Teachers’ use of ICT

  • On average across countries, more than two-thirds of teachers had at least five years of experience with using ICT during lessons or with their preparation.
  • While majority of the teachers across countries reported they had confidence in the use of ICT, they were found to be a little hesitant on the use of online ICT engagement platforms and management systems.
  • Older teachers were found to be more reluctant in the general use of ICT.
  • While many teachers understood the positive outcomes of the use of ICT, some showed concerns about it having its potential negative effects.
  • There were considerable differences across countries in the availability of ICT at schools, the extent of teacher collaboration, and conditions for professional learning.
  • Teachers placed some or strong emphasis on developing skills related to computer and information literacy and computational thinking.
Others
ICILS Teacher Panel 2020

Availability of ICT

  • In all countries, there was an increase in up‐to‐date computer equipment in schools, good internet connectivity, sufficient opportunities to develop expertise in ICT and sufficient technical support to maintain ICT resources.

 

Teachers’ use of ICT

  • In all three countries, teachers had been using ICT much more frequently since the outbreak of COVID‐19. Teachers reported an increase in their use of
    • Learning management systems and collaborative software at school when teaching, and
    • ICT outside school for work‐related purposes.
  • Teachers’ use of computers in 2018 strongly correlated with their use of computers in 2020 for most purposes: teachers who used ICT frequently during the pandemic in 2020 were already frequent users of ICT in 2018.
  • A consistent finding reported across ICILS 2013 and 2018 was that teachers who reported working in schools where they felt there was a collaborative environment with respect to the use of ICT in teaching, were more likely to use digital literacy skills in their own teaching
  • More teachers also reported
    • Collaborating with their colleagues and knowing how to use ICT for this purpose
    • Knowing how to assess student learning using ICT

 

Learning and teaching related to ICT

  • In all three countries, an increase of ICT use for teaching, assessment, and support for collaboration among students and others was observed.
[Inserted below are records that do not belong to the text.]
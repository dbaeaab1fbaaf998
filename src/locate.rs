//! Finding the datasets a transform acts on.
//!
//! Analyses live under an entry point (normally `Analyses`) as one group per
//! analysis run, e.g. `Basecall_1D_000`. A query walks the runs whose names
//! match a [`GroupFilter`] and returns every dataset whose path contains the
//! query's [`Keyword`].

use std::fmt;
use std::str::FromStr;

use log::debug;
use regex::Regex;

use crate::collapse::{logical_path, BASEGROUP};
use crate::container::{segments, NodeId, Tree};

/// Default entry point of a query
pub const ANALYSES: &str = "Analyses";

/// Which analysis runs a query descends into
#[derive(Debug, Clone, PartialEq, Eq, Default)]
pub enum GroupFilter {
    /// Every run
    #[default]
    All,
    /// Runs whose name ends with the suffix, e.g. `000` or `1D_001`
    Suffix(String),
}

impl GroupFilter {
    pub fn matches(&self, run: &str) -> bool {
        match self {
            GroupFilter::All => true,
            GroupFilter::Suffix(suffix) => run.ends_with(suffix.as_str()),
        }
    }
}

impl From<&str> for GroupFilter {
    fn from(s: &str) -> Self {
        if s.eq_ignore_ascii_case("all") {
            GroupFilter::All
        } else {
            GroupFilter::Suffix(s.to_string())
        }
    }
}

impl FromStr for GroupFilter {
    type Err = std::convert::Infallible;

    fn from_str(s: &str) -> Result<Self, Self::Err> {
        Ok(GroupFilter::from(s))
    }
}

impl fmt::Display for GroupFilter {
    fn fmt(&self, f: &mut fmt::Formatter<'_>) -> fmt::Result {
        match self {
            GroupFilter::All => write!(f, "all"),
            GroupFilter::Suffix(suffix) => write!(f, "{}", suffix),
        }
    }
}

/// What a dataset path has to contain
#[derive(Debug, Clone)]
pub enum Keyword {
    Substring(String),
    Pattern(Regex),
    AnyOf(Vec<Keyword>),
}

impl Keyword {
    pub fn substring(s: impl Into<String>) -> Self {
        Keyword::Substring(s.into())
    }

    pub fn pattern(pattern: &str) -> Result<Self, regex::Error> {
        Regex::new(pattern).map(Keyword::Pattern)
    }

    pub fn any_of<I, S>(keywords: I) -> Self
    where
        I: IntoIterator<Item = S>,
        S: Into<String>,
    {
        Keyword::AnyOf(keywords.into_iter().map(|k| Keyword::Substring(k.into())).collect())
    }

    pub fn matches(&self, path: &str) -> bool {
        match self {
            Keyword::Substring(s) => path.contains(s.as_str()),
            Keyword::Pattern(regex) => regex.is_match(path),
            Keyword::AnyOf(keywords) => keywords.iter().any(|k| k.matches(path)),
        }
    }
}

impl fmt::Display for Keyword {
    fn fmt(&self, f: &mut fmt::Formatter<'_>) -> fmt::Result {
        match self {
            Keyword::Substring(s) => write!(f, "{}", s),
            Keyword::Pattern(regex) => write!(f, "/{}/", regex.as_str()),
            Keyword::AnyOf(keywords) => {
                let parts: Vec<String> = keywords.iter().map(|k| k.to_string()).collect();
                write!(f, "{}", parts.join("|"))
            }
        }
    }
}

/// A dataset search: keyword, run filter and entry point
#[derive(Debug, Clone)]
pub struct DatasetQuery {
    pub keyword: Keyword,
    pub group: GroupFilter,
    pub entry_point: String,
}

impl DatasetQuery {
    /// Query over every run under `Analyses`
    pub fn new(keyword: Keyword) -> Self {
        Self {
            keyword,
            group: GroupFilter::All,
            entry_point: ANALYSES.to_string(),
        }
    }

    pub fn with_group(mut self, group: GroupFilter) -> Self {
        self.group = group;
        self
    }

    pub fn with_entry_point(mut self, entry_point: impl Into<String>) -> Self {
        self.entry_point = entry_point.into();
        self
    }

    pub fn find(&self, tree: &Tree) -> Vec<String> {
        find_datasets(tree, &self.group, &self.keyword, &self.entry_point)
    }
}

/// Dataset paths under `entry_point` in matching runs whose path contains `keyword`.
///
/// Groups are searched depth first; a dataset is taken as soon as its path
/// matches. A missing entry point yields nothing. On a collapsed tree the
/// children of the basegroup are matched through their logical path.
pub fn find_datasets(tree: &Tree, group: &GroupFilter, keyword: &Keyword, entry_point: &str) -> Vec<String> {
    let mut found = Vec::new();

    if let Some(entry) = tree.resolve(entry_point).filter(|&id| tree.is_group_id(id)) {
        let at_root = entry == tree.root();
        for run in tree.children(entry) {
            let Some(name) = tree.name(run) else { continue };
            if at_root && name == BASEGROUP {
                continue;
            }
            if !group.matches(name) {
                continue;
            }
            if tree.is_group_id(run) {
                collect(tree, run, keyword, &mut found);
            } else {
                let path = tree.path_of(run);
                if keyword.matches(&path) {
                    found.push(path);
                }
            }
        }
    }

    if let Some(base) = tree.resolve(BASEGROUP).filter(|&id| tree.is_group_id(id)) {
        let entry = segments(entry_point);
        for child in tree.children(base) {
            if !tree.is_dataset_id(child) {
                continue;
            }
            let Some(name) = tree.name(child) else { continue };
            let logical = logical_path(name);
            let parts = segments(&logical);
            if parts.len() <= entry.len() || parts[..entry.len()] != entry[..] {
                continue;
            }
            if group.matches(parts[entry.len()]) && keyword.matches(&logical) {
                found.push(tree.path_of(child));
            }
        }
    }

    debug!("Found {} datasets matching '{}' under {}", found.len(), keyword, entry_point);
    found
}

fn collect(tree: &Tree, group: NodeId, keyword: &Keyword, found: &mut Vec<String>) {
    for child in tree.children(group) {
        if tree.is_group_id(child) {
            collect(tree, child, keyword, found);
        } else {
            let path = tree.path_of(child);
            if keyword.matches(&path) {
                found.push(path);
            }
        }
    }
}

#[cfg(test)]
mod tests {
    use super::*;
    use crate::container::{Column, Compression, Dataset, DatasetValue};

    fn add(tree: &mut Tree, path: &str) {
        tree.create_dataset(
            path,
            Dataset::new(DatasetValue::single(Column::U8(vec![1])), Compression::None),
        )
        .unwrap();
    }

    fn sample() -> Tree {
        let mut tree = Tree::new();
        add(&mut tree, "/Analyses/EventDetection_000/Reads/Read_1/Events");
        add(&mut tree, "/Analyses/Basecall_1D_000/BaseCalled_template/Events");
        add(&mut tree, "/Analyses/Basecall_1D_000/BaseCalled_template/Fastq");
        add(&mut tree, "/Analyses/Basecall_1D_001/BaseCalled_template/Events");
        add(&mut tree, "/Raw/Reads/Read_1/Signal");
        tree
    }

    #[test]
    fn test_keyword_over_all_runs() {
        let tree = sample();
        let found = DatasetQuery::new(Keyword::substring("Events")).find(&tree);
        assert_eq!(
            found,
            vec![
                "/Analyses/EventDetection_000/Reads/Read_1/Events",
                "/Analyses/Basecall_1D_000/BaseCalled_template/Events",
                "/Analyses/Basecall_1D_001/BaseCalled_template/Events",
            ]
        );
    }

    #[test]
    fn test_group_suffix() {
        let tree = sample();
        let found = DatasetQuery::new(Keyword::substring("Events"))
            .with_group(GroupFilter::from("001"))
            .find(&tree);
        assert_eq!(found, vec!["/Analyses/Basecall_1D_001/BaseCalled_template/Events"]);
    }

    #[test]
    fn test_entry_point() {
        let tree = sample();
        let found = DatasetQuery::new(Keyword::substring("Signal"))
            .with_entry_point("Raw")
            .find(&tree);
        assert_eq!(found, vec!["/Raw/Reads/Read_1/Signal"]);
        assert!(DatasetQuery::new(Keyword::substring("Signal")).find(&tree).is_empty());
    }

    #[test]
    fn test_missing_entry_point() {
        let tree = Tree::new();
        assert!(DatasetQuery::new(Keyword::substring("Events")).find(&tree).is_empty());
    }

    #[test]
    fn test_any_of_and_pattern() {
        let tree = sample();
        let found = DatasetQuery::new(Keyword::any_of(["Fastq", "Signal"]))
            .with_entry_point("/")
            .find(&tree);
        assert_eq!(found.len(), 2);
        let pattern = Keyword::pattern(r"Read_\d+/Events$").unwrap();
        assert_eq!(DatasetQuery::new(pattern).find(&tree).len(), 1);
    }

    #[test]
    fn test_collapsed_tree() {
        let mut tree = sample();
        crate::collapse::collapse(&mut tree).unwrap();
        let found = DatasetQuery::new(Keyword::substring("Events"))
            .with_group(GroupFilter::from("000"))
            .find(&tree);
        assert_eq!(
            found,
            vec![
                "/Picopore/Analyses.EventDetection_000.Reads.Read_1.Events",
                "/Picopore/Analyses.Basecall_1D_000.BaseCalled_template.Events",
            ]
        );
        let signal = DatasetQuery::new(Keyword::substring("Signal"))
            .with_entry_point("Raw")
            .find(&tree);
        assert_eq!(signal, vec!["/Picopore/Raw.Reads.Read_1.Signal"]);
    }

    #[test]
    fn test_group_filter_parse() {
        assert_eq!(GroupFilter::from("all"), GroupFilter::All);
        assert_eq!(GroupFilter::from("ALL"), GroupFilter::All);
        assert_eq!(GroupFilter::from("000"), GroupFilter::Suffix("000".to_string()));
    }
}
In general, increases for all constructs were more frequent and larger in Uruguay, where ICT use was not used as often as in Denmark and Finland in 2018.
  • More teachers reported
    • Giving more emphasis on developing their students’ CIL-related skills in class, e.g., evaluating the credibility of digital information, understanding consequences of publishing information, using computer software to create work products, to share information, and to provide digital feedback on the work of others.
    • Having their students use ICT for different class activities, e.g., explaining and discussing ideas with other students, submitting their work for assessment, working individually on learning materials, and reflecting on their learning experiences.
  • However, there was little change in teachers’
    • General attitudes about the advantages and disadvantages of ICT for learning and teaching and
    • ICT learning goals.

 

Inequality of educational opportunity within countries

  • During the pandemic, the existing opportunity gaps regarding ICT resources and teachers’ use of ICT in socioeconomically advantaged schools compared to schools with socioeconomically disadvantaged student bodies either remained the same or decreased.
  • The narrowing of the gaps typically reflects the fact that the changes were larger at the socioeconomically disadvantaged schools than at the advantaged schools.